Papestra quadrata (Smith, 1891)




Papestra quadrata is the smallest and most colorful species of Papestra in North America, which is not saying a lot, since the other species are shades or gray and white. It is a medium-sized moth (FW length 15 - 18 mm) with dark brown-gray, often with a slight purplish or reddish tint, with a variable pattern that usually has a blue-gray and red-brown patch between the postmedial and subterminal lines near the anal angle and a black bar between the claviform spot and postmedial line. It flies near timberline during the summer. The forewing is slightly mottled dark gray-brown, usually with a blue-gray band between the postmedial and subterminal line, although this band is often restricted to near the anal angle. The transverse lines are black and double. The antemedial line is more evident than the postmedial line. The latter is filled with blue-gray similar to the adjacent wing. The subterminal line is light whitish gray to light yellow and is irregular and forms a "W" mark to near the outer margin on veins M3 and CuA1. It is preceded by black chevrons between the veins near the level of the inferior cell and dark red-brown near the anal angle. The orbicular and reniform spots are thin and black. The former is circular and is filled with gray and a central ocellus. The reniform spot is kidney- or weakly figure-eight-shaped, variably filled with dark to light gray. The claviform spot is moderate sized. A black bar connects it to the postmedial line in the majority of specimens. The hindwing is dark brown-gray, darker near the margin, with faint darker discal spot and veins. The head and thorax are hoary dark gray to brown-gray with a black transverse band on the collar. The eye is covered with fine hairs. The male antenna is bead-like.

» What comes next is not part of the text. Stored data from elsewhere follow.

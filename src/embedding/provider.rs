/// Embedding provider trait and FastEmbed implementation
use fastembed::{EmbeddingModel, InitOptions, TextEmbedding};
use std::path::PathBuf;
use std::sync::Arc;
use thiserror::Error;

#[derive(Error, Debug)]
pub enum EmbeddingError {
    #[error("Model initialization failed: {0}")]
    InitializationError(String),

    #[error("Embedding generation failed: {0}")]
    GenerationError(String),

    #[error("Embedding count mismatch: expected {expected}, got {actual}")]
    CountMismatch { expected: usize, actual: usize },

    #[error("Dimension mismatch: expected {expected}, got {actual}")]
    DimensionMismatch { expected: usize, actual: usize },
}

/// Trait for embedding providers
///
/// `embed` returns exactly one vector per input text, in input order.
/// `dimension` never changes during the provider's lifetime.
pub trait EmbeddingProvider: Send + Sync {
    /// Generate embeddings for a batch of texts
    fn embed(&self, texts: &[String]) -> Result<Vec<Vec<f32>>, EmbeddingError>;

    /// Get the embedding dimension
    fn dimension(&self) -> usize;

    /// Get the model name
    fn model_name(&self) -> &str;

    /// Generate the embedding for a single text
    fn embed_one(&self, text: &str) -> Result<Vec<f32>, EmbeddingError> {
        let embeddings = self.embed(&[text.to_string()])?;
        let [embedding]: [Vec<f32>; 1] =
            embeddings
                .try_into()
                .map_err(|rest: Vec<Vec<f32>>| EmbeddingError::CountMismatch {
                    expected: 1,
                    actual: rest.len(),
                })?;
        Ok(embedding)
    }
}

/// Check a batch result against the request before it reaches the index
pub(crate) fn verify_batch(
    embeddings: &[Vec<f32>],
    expected_count: usize,
    dimension: usize,
) -> Result<(), EmbeddingError> {
    if embeddings.len() != expected_count {
        return Err(EmbeddingError::CountMismatch {
            expected: expected_count,
            actual: embeddings.len(),
        });
    }

    for embedding in embeddings {
        if embedding.len() != dimension {
            return Err(EmbeddingError::DimensionMismatch {
                expected: dimension,
                actual: embedding.len(),
            });
        }
    }

    Ok(())
}

/// FastEmbed provider for local embedding generation
///
/// Runs fully offline once the model is cached.
pub struct FastEmbedProvider {
    model: Arc<TextEmbedding>,
    model_name: String,
    dimension: usize,
    batch_size: usize,
}

impl FastEmbedProvider {
    /// Create a new FastEmbed provider with the specified model
    ///
    /// **Important**: Models are downloaded on first use into `cache_dir`
    /// (or fastembed's default cache). Supported models:
    /// - all-MiniLM-L6-v2: 90MB (384 dims)
    /// - bge-small-en-v1.5: 130MB (384 dims)
    /// - bge-base-en-v1.5: 440MB (768 dims)
    /// - paraphrase-multilingual-minilm-l12-v2: 470MB (384 dims), non-English text
    /// - multilingual-e5-small: 470MB (384 dims)
    pub fn new(
        model_name: &str,
        cache_dir: Option<PathBuf>,
        batch_size: usize,
    ) -> Result<Self, EmbeddingError> {
        let (embedding_model, dimension, model_size_mb) = resolve_model(model_name)?;

        tracing::info!(
            "Initializing embedding model: {} ({}D, ~{}MB download if not cached)",
            model_name,
            dimension,
            model_size_mb
        );

        let mut init_options =
            InitOptions::new(embedding_model).with_show_download_progress(true);
        if let Some(cache_dir) = cache_dir {
            init_options = init_options.with_cache_dir(cache_dir);
        }

        let model = TextEmbedding::try_new(init_options)
            .map_err(|e| EmbeddingError::InitializationError(e.to_string()))?;

        Ok(Self {
            model: Arc::new(model),
            model_name: model_name.to_string(),
            dimension,
            batch_size: batch_size.max(1),
        })
    }
}

/// Map a configured model identifier to (model, dimension, download size MB)
fn resolve_model(model_name: &str) -> Result<(EmbeddingModel, usize, usize), EmbeddingError> {
    match model_name.to_lowercase().as_str() {
        "all-minilm-l6-v2" => Ok((EmbeddingModel::AllMiniLML6V2, 384, 90)),
        "bge-small-en-v1.5" => Ok((EmbeddingModel::BGESmallENV15, 384, 130)),
        "bge-base-en-v1.5" => Ok((EmbeddingModel::BGEBaseENV15, 768, 440)),
        "paraphrase-multilingual-minilm-l12-v2" => {
            Ok((EmbeddingModel::ParaphraseMLMiniLML12V2, 384, 470))
        }
        "multilingual-e5-small" => Ok((EmbeddingModel::MultilingualE5Small, 384, 470)),
        _ => Err(EmbeddingError::InitializationError(format!(
            "Unsupported model: {}. Supported: all-MiniLM-L6-v2, bge-small-en-v1.5, \
             bge-base-en-v1.5, paraphrase-multilingual-minilm-l12-v2, multilingual-e5-small",
            model_name
        ))),
    }
}

impl EmbeddingProvider for FastEmbedProvider {
    fn embed(&self, texts: &[String]) -> Result<Vec<Vec<f32>>, EmbeddingError> {
        if texts.is_empty() {
            return Ok(Vec::new());
        }

        let embeddings = self
            .model
            .embed(texts.to_vec(), Some(self.batch_size))
            .map_err(|e| EmbeddingError::GenerationError(e.to_string()))?;

        verify_batch(&embeddings, texts.len(), self.dimension)?;

        Ok(embeddings)
    }

    fn dimension(&self) -> usize {
        self.dimension
    }

    fn model_name(&self) -> &str {
        &self.model_name
    }
}

#[cfg(test)]
mod tests {
    use super::*;

    #[test]
    fn test_unknown_model_is_rejected_before_download() {
        let result = FastEmbedProvider::new("gpt2", None, 32);
        assert!(matches!(
            result,
            Err(EmbeddingError::InitializationError(_))
        ));
    }

    #[test]
    fn test_model_names_are_case_insensitive() {
        let (_, dimension, _) = resolve_model("All-MiniLM-L6-v2").unwrap();
        assert_eq!(dimension, 384);
        let (_, dimension, _) = resolve_model("bge-base-en-v1.5").unwrap();
        assert_eq!(dimension, 768);
    }

    #[test]
    fn test_verify_batch() {
        let good = vec![vec![0.0; 3], vec![1.0; 3]];
        assert!(verify_batch(&good, 2, 3).is_ok());
        assert!(matches!(
            verify_batch(&good, 3, 3),
            Err(EmbeddingError::CountMismatch { .. })
        ));
        assert!(matches!(
            verify_batch(&good, 2, 4),
            Err(EmbeddingError::DimensionMismatch { .. })
        ));
    }

    #[test]
    #[ignore] // Requires model download (~90MB) - run with: cargo test -- --ignored
    fn test_provider_creation() {
        let provider = FastEmbedProvider::new("all-MiniLM-L6-v2", None, 32).unwrap();
        assert_eq!(provider.dimension(), 384);
        assert_eq!(provider.model_name(), "all-MiniLM-L6-v2");
    }

    #[test]
    #[ignore] // Requires model download (~90MB) - run with: cargo test -- --ignored
    fn test_batch_preserves_order_and_count() {
        let provider = FastEmbedProvider::new("all-MiniLM-L6-v2", None, 2).unwrap();
        let texts = vec![
            "First test sentence.".to_string(),
            String::new(),
            "Third test sentence.".to_string(),
        ];

        let embeddings = provider.embed(&texts).unwrap();
        assert_eq!(embeddings.len(), 3);

        let first_again = provider.embed_one("First test sentence.").unwrap();
        let distance: f32 = embeddings[0]
            .iter()
            .zip(&first_again)
            .map(|(a, b)| (a - b) * (a - b))
            .sum();
        assert!(distance < 1e-4);
    }
}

This species can be distinguished from other Papestra species by its warm purple and reddish tint and less black-and-white pattern on the forewing; the other species lack colors other than black and white. Mniotype ducta and Mniotype tenera fly in similar habitats and resemble P. quadrata although they are browner in color. They both lack hair on the eyes that is typical of species in the tribe Hadenini. In addition, they lack blue gray color between the postmedial and subterminal lines and have more extensive black wedge marks medial to the subterminal line than P. quadrata. Lacanobia grandis is also similar, but also tends to be browner and lighter in color than P. quadrata and typically flies at lower elevation. It has a black basal dash that P. quadrata lacks.

This species is geographically variable across North America. Population in eastern Canada are more colorful than those in the West, sporting a broad blue-gray band across the distal forewing and more red-brown color near the reniform spot. The subspecies P. q. ingravis was used for the eastern populations by McCabe (1980) although the type locality of Mamestra ingravis Smith is in the West at Calgary, Alberta.


This species is widely distributed across Canada in moist forest habitats, extending throughout the Rocky Mountains in mixed hardwood-conifer forests, spruce-fir forests, and quaking aspen forests at middle to high elevations.  It is often common in such habitats.


Pacific Northwest

Papestra quadrata is found in the mountains in the northern parts of the Pacific Northwest. It occurs in the northern Cascade Range in Washington, in the Idaho Panhandle, and throughout British Columbia.


This species is found across the subarctic and boreal portions of northern North America from Alaska to Labrador and Newfoundland. The range extends south in the mountains to Colorado in the Rocky Mountains and the Sierra Nevada in California. It is found south to the northern Great Lakes region at mid-Continent and New England further east.

Life History


No information is presently available regarding larval foodplants of this species, but it may be a generalist feeding on both hardwoods and herbaceous vegetation like related species.


This species is single brooded and the adults are on the wing during the summer, usually early in the season. Records from our region span mid-May to early August. It is nocturnal and comes to lights.